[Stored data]
┄┄┄┄┄┄
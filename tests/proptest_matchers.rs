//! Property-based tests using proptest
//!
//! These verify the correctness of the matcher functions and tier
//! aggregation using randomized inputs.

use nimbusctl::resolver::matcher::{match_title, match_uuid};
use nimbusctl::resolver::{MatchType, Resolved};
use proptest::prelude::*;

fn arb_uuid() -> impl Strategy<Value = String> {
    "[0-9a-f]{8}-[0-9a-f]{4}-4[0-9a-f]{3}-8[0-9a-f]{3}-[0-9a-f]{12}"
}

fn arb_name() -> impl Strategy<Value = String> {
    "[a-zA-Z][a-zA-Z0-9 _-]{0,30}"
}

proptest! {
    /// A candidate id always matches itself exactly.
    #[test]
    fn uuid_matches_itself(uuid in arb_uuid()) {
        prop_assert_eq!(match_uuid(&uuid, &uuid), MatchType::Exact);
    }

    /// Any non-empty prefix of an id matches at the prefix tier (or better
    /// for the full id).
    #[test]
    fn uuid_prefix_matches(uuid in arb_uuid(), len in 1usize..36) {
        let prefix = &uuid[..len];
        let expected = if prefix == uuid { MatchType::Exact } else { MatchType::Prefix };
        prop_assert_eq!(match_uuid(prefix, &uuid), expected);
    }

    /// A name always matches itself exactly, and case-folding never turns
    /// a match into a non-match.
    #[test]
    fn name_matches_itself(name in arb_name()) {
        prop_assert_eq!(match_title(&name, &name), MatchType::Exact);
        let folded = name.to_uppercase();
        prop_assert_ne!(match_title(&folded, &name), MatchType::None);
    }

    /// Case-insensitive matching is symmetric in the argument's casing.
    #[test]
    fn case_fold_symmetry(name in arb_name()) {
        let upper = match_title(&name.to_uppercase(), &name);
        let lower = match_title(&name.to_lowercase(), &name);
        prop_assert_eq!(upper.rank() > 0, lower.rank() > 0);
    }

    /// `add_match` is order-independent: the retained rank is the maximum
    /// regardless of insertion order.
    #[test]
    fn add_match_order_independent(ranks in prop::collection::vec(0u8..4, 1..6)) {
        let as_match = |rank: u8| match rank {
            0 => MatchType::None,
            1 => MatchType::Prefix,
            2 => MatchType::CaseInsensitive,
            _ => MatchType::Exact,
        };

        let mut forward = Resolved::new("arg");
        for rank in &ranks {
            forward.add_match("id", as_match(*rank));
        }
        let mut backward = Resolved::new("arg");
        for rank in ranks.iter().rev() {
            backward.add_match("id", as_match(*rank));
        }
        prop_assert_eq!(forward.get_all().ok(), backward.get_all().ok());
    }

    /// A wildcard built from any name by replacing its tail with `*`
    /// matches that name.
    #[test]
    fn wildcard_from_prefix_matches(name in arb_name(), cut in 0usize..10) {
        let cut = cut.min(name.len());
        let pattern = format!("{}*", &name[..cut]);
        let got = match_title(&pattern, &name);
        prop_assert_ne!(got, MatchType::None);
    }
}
┄┄┄┄┄┄
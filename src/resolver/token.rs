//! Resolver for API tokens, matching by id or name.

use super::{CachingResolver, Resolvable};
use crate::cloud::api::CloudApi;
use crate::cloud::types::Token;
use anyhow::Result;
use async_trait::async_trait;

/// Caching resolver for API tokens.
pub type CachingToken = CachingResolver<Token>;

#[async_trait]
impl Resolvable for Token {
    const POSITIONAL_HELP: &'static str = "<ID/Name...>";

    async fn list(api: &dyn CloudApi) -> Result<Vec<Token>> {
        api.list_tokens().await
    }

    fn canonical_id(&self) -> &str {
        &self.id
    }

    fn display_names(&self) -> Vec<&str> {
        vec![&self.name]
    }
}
┄┄┄┄┄┄
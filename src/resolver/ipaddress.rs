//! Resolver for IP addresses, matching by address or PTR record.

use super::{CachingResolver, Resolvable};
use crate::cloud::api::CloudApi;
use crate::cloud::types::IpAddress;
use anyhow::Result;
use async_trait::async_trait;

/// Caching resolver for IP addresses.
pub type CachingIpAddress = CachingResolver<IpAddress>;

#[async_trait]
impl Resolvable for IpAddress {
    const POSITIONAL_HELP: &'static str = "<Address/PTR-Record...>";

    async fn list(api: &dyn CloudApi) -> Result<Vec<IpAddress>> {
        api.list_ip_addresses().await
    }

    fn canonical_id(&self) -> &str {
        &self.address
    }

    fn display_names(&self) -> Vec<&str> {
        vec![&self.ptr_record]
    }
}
┄┄┄┄┄┄
→ **Activity**
Which lines in the records above contain the word "lower"? Copy each one.

→ **Finished task**
        let lower = match_title(&name.to_lowercase(), &name);
        prop_assert_eq!(upper.rank() > 0, lower.rank() > 0);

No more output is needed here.